‘‘Peter Love’, como le llaman los amigos, este viernes en vila. | Toni Planells

Pedro Antonio Amor (Vila, 1957) vivió su primera juventud marcado por su condición de zurdo y por su condición de huérfano de militar. Tras superar los intentos de adiestramiento en una educación muy distinta, pasó por un colegio para huérfanos de su condición antes de volver a la Ibiza de los 70 para acabar dedicando prácticamente toda su vida profesional a la correduría de comercio.

— ¿Dónde nació usted?
— Nací en Vila, en Ses Protegides, el Grupo Santa Margarita, tal como se llamaban. Yo era el pequeño de tres hermanos. Mis hermanas eran Juana y Margarita, como las abuelas. En esa época era costumbre en Ibiza poner los nombres de los abuelos a los hijos. El primer varón solía llamarse igual que el abuelo paterno Toni, mi segundo nombre es de mi abuelo materno). En mi caso, yo me debería haber llamado Pantaleón.
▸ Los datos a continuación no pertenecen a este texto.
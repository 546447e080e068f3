pub(crate) mod builder;
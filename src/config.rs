use std::path::{Path, PathBuf};

use anyhow::Context as _;

use crate::{
    foundation::error::{SignError, SignResult},
    render::{ffmpeg::EncoderSettings, slot::BusyPolicy},
    segment::segmenter::{MatchStrategy, SegmenterOptions, UnknownLetterPolicy},
};

/// Default cap on input length, in characters.
pub const DEFAULT_MAX_INPUT_CHARS: usize = 1000;

#[derive(Clone, Debug, PartialEq, serde::Serialize, serde::Deserialize)]
#[serde(default, deny_unknown_fields)]
/// Pipeline configuration, loadable from JSON. Every field has a default.
pub struct PipelineConfig {
    /// Directory holding the gesture clips.
    pub asset_dir: PathBuf,
    /// Longer input is rejected, never truncated.
    pub max_input_chars: usize,
    /// Phrase selection policy.
    pub match_strategy: MatchStrategy,
    /// Handling of spelled characters without a clip.
    pub unknown_letters: UnknownLetterPolicy,
    /// Behaviour when a render is already running.
    pub busy_policy: BusyPolicy,
    /// Encoder parameters.
    pub encoder: EncoderSettings,
}

impl Default for PipelineConfig {
    fn default() -> Self {
        Self {
            asset_dir: PathBuf::from("Dataset"),
            max_input_chars: DEFAULT_MAX_INPUT_CHARS,
            match_strategy: MatchStrategy::default(),
            unknown_letters: UnknownLetterPolicy::default(),
            busy_policy: BusyPolicy::default(),
            encoder: EncoderSettings::default(),
        }
    }
}

impl PipelineConfig {
    /// Read and validate a JSON config file.
    pub fn load(path: impl AsRef<Path>) -> SignResult<Self> {
        let path = path.as_ref();
        let text = std::fs::read_to_string(path)
            .with_context(|| format!("read config '{}'", path.display()))?;
        let cfg = Self::from_json(&text)?;
        cfg.validate()?;
        Ok(cfg)
    }

    /// Parse a JSON config string (not validated).
    pub fn from_json(text: &str) -> SignResult<Self> {
        serde_json::from_str(text).map_err(|e| SignError::serde(format!("config json: {e}")))
    }

    /// Pretty JSON form, e.g. for writing a starter config.
    pub fn to_json_pretty(&self) -> SignResult<String> {
        serde_json::to_string_pretty(self).map_err(|e| SignError::serde(e.to_string()))
    }

    /// Check value ranges.
    pub fn validate(&self) -> SignResult<()> {
        if self.max_input_chars == 0 {
            return Err(SignError::config("max_input_chars must be greater than zero"));
        }
        self.encoder.validate()
    }

    /// Segmentation policies derived from this config.
    pub fn segmenter_options(&self) -> SegmenterOptions {
        SegmenterOptions {
            strategy: self.match_strategy,
            unknown_letters: self.unknown_letters,
        }
    }
}

#[cfg(test)]
#[path = "../tests/unit/config/config.rs"]
mod tests;
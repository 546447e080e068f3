pub(crate) mod segmenter;
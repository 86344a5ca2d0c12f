//! Application error model
//!
//! Defines a typed error hierarchy using `thiserror` for internal error
//! handling. Errors never cross the tool boundary as-is: the dispatch surface
//! renders every variant into a one-line diagnostic string, and adapters that
//! can carry more structure use [`AppError::code`] alongside it.

use thiserror::Error;

/// Application error type
///
/// Covers every failure the Gmail bridge may encounter below the tool
/// boundary.
#[derive(Debug, Error)]
pub enum AppError {
    /// Invalid user input (validation failed, malformed request)
    #[error("{0}")]
    InvalidInput(String),
    /// Provider answered with a non-success HTTP status
    #[error("Gmail API error: {status}{}", .message.as_deref().map(|m| format!(" - {m}")).unwrap_or_default())]
    Provider {
        /// HTTP status code returned by the provider
        status: u16,
        /// Provider's structured error message, if it could be decoded
        message: Option<String>,
    },
    /// No response was obtained (connect, DNS, timeout, body read)
    #[error("Gmail API request failed: {0}")]
    Transport(String),
    /// Bearer credential could not be acquired
    #[error("credential unavailable: {0}")]
    Credential(String),
    /// Provider payload violates structural limits or cannot be decoded
    #[error("malformed payload: {0}")]
    Malformed(String),
    /// Internal error (unexpected failure, external crate error)
    #[error("{0}")]
    Internal(String),
}

impl AppError {
    /// Convenience constructor for `InvalidInput`
    pub fn invalid(msg: impl Into<String>) -> Self {
        Self::InvalidInput(msg.into())
    }

    /// Stable machine-readable code for this error kind
    ///
    /// # Mappings
    ///
    /// - `InvalidInput` → `invalid_input`
    /// - `Provider` → `provider_error`
    /// - `Transport` → `transport_error`
    /// - `Credential` → `credential_error`
    /// - `Malformed` → `malformed_payload`
    /// - `Internal` → `internal`
    pub fn code(&self) -> &'static str {
        match self {
            Self::InvalidInput(_) => "invalid_input",
            Self::Provider { .. } => "provider_error",
            Self::Transport(_) => "transport_error",
            Self::Credential(_) => "credential_error",
            Self::Malformed(_) => "malformed_payload",
            Self::Internal(_) => "internal",
        }
    }
}

/// Type alias for fallible return values
///
/// Use this for all internal functions that can fail. Provides a consistent
/// error type throughout the codebase.
pub type AppResult<T> = Result<T, AppError>;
A mi padre, no le pareció necesario seguir esta costumbre ibicenca y evitó ponerme ese nombre «tan raro y tan feo para un niño». La verdad es que, en el fondo, ahora no me hubiera importado, es un nombre curioso, pero estoy seguro de que hubiera sido una infancia dura con ese nombre. Bastante tuve que tragarme con lo de llamarme Amor. Al final, los colegas acabaron llamándome ‘Peter Love’ (ríe).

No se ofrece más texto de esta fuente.